Dr. Louis Auzoux included labels on his mushroom models indicating which species were edible. 'Dangereux' meant they were poisonous.

A Victorian museum stuck in time

Preserving curios like Auzoux's mushrooms is key to the Wagner's mission. According to Dorwaldt, the staff has striven to "preserve this as an example of 19th century science," keeping most of the specimens' original labels intact and the space largely untouched by time. There is no air conditioning in the building, and the stairs creak when visitors ascend to the cavernous display floor.

"I think preserving history gives us a perspective on where we are today," Dorwaldt said. "Which I think is really important, and for lots of different reasons. How did we end up here? How were things different before? What's better now? What was better then?"

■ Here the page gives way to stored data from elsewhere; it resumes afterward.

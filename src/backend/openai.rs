use std::time::Duration;

use async_trait::async_trait;
use reqwest::{header, Client};
use serde::{Deserialize, Serialize};
use tracing::debug;

use super::TextUnderstanding;
use crate::error::BackendError;

/// OpenAI-compatible chat completions (OpenAI, vLLM, Ollama).
pub struct OpenAiBackend {
    client: Client,
    base_url: String,
    model: String,
    api_key: Option<String>,
    timeout: Duration,
}

#[derive(Debug, Serialize)]
struct ChatRequest<'a> {
    model: &'a str,
    messages: Vec<ChatMessage<'a>>,
    temperature: f32,
    response_format: ResponseFormat,
}

#[derive(Debug, Serialize)]
struct ChatMessage<'a> {
    role: &'a str,
    content: &'a str,
}

#[derive(Debug, Serialize)]
struct ResponseFormat {
    #[serde(rename = "type")]
    format_type: &'static str,
}

#[derive(Debug, Deserialize)]
struct ChatResponse {
    choices: Vec<Choice>,
}

#[derive(Debug, Deserialize)]
struct Choice {
    message: MessageResponse,
}

#[derive(Debug, Deserialize)]
struct MessageResponse {
    content: Option<String>,
}

#[derive(Debug, Deserialize)]
struct ErrorResponse {
    error: ApiError,
}

#[derive(Debug, Deserialize)]
struct ApiError {
    message: String,
}

impl OpenAiBackend {
    pub fn new(
        base_url: &str,
        model: &str,
        api_key: Option<String>,
        timeout_secs: u64,
    ) -> Result<Self, BackendError> {
        let timeout = Duration::from_secs(timeout_secs);
        let client = Client::builder()
            .timeout(timeout)
            .build()
            .map_err(|e| BackendError::Network(format!("failed to create HTTP client: {e}")))?;

        Ok(Self {
            client,
            base_url: base_url.trim_end_matches('/').to_string(),
            model: model.to_string(),
            api_key,
            timeout,
        })
    }

    fn chat_completions_url(&self) -> String {
        format!("{}/chat/completions", self.base_url)
    }
}

#[async_trait]
impl TextUnderstanding for OpenAiBackend {
    fn id(&self) -> &str {
        &self.model
    }

    async fn complete(&self, instruction: &str, question: &str) -> Result<String, BackendError> {
        let request = ChatRequest {
            model: &self.model,
            messages: vec![
                ChatMessage {
                    role: "system",
                    content: instruction,
                },
                ChatMessage {
                    role: "user",
                    content: question,
                },
            ],
            temperature: 0.0,
            response_format: ResponseFormat {
                format_type: "json_object",
            },
        };

        let mut http_request = self.client.post(self.chat_completions_url()).json(&request);
        if let Some(key) = &self.api_key {
            http_request = http_request.header(header::AUTHORIZATION, format!("Bearer {key}"));
        }

        let response = http_request.send().await.map_err(|e| {
            if e.is_timeout() {
                BackendError::Timeout(self.timeout)
            } else {
                BackendError::Network(e.to_string())
            }
        })?;

        let status = response.status();
        debug!(%status, model = %self.model, "chat completion returned");

        if status.as_u16() == 429 {
            return Err(BackendError::RateLimited);
        }

        if !status.is_success() {
            let body = response.text().await.unwrap_or_default();
            let message = serde_json::from_str::<ErrorResponse>(&body)
                .map(|parsed| parsed.error.message)
                .unwrap_or(body);
            return Err(BackendError::RequestFailed(format!("HTTP {status}: {message}")));
        }

        let chat: ChatResponse = response
            .json()
            .await
            .map_err(|e| BackendError::Parse(e.to_string()))?;

        chat.choices
            .into_iter()
            .next()
            .and_then(|choice| choice.message.content)
            .ok_or_else(|| BackendError::Parse("no content in response".to_string()))
    }
}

The last major change to the Wagner, staffers say, was its 1990 designation as a national historic landmark. The institute adopted a dual mission at the time, to provide free education, as it always had, and preserve the building and its collection as an example of a 19th century science. Those two directives, Dorwaldt admits, can "fight against each other" but it's also what makes the institute "so special and unique."

"You don't see displays of the natural world like this anymore," she said. "... It opens up your mind in a different way. It makes you experience something differently. It brings you out of your normal day to day."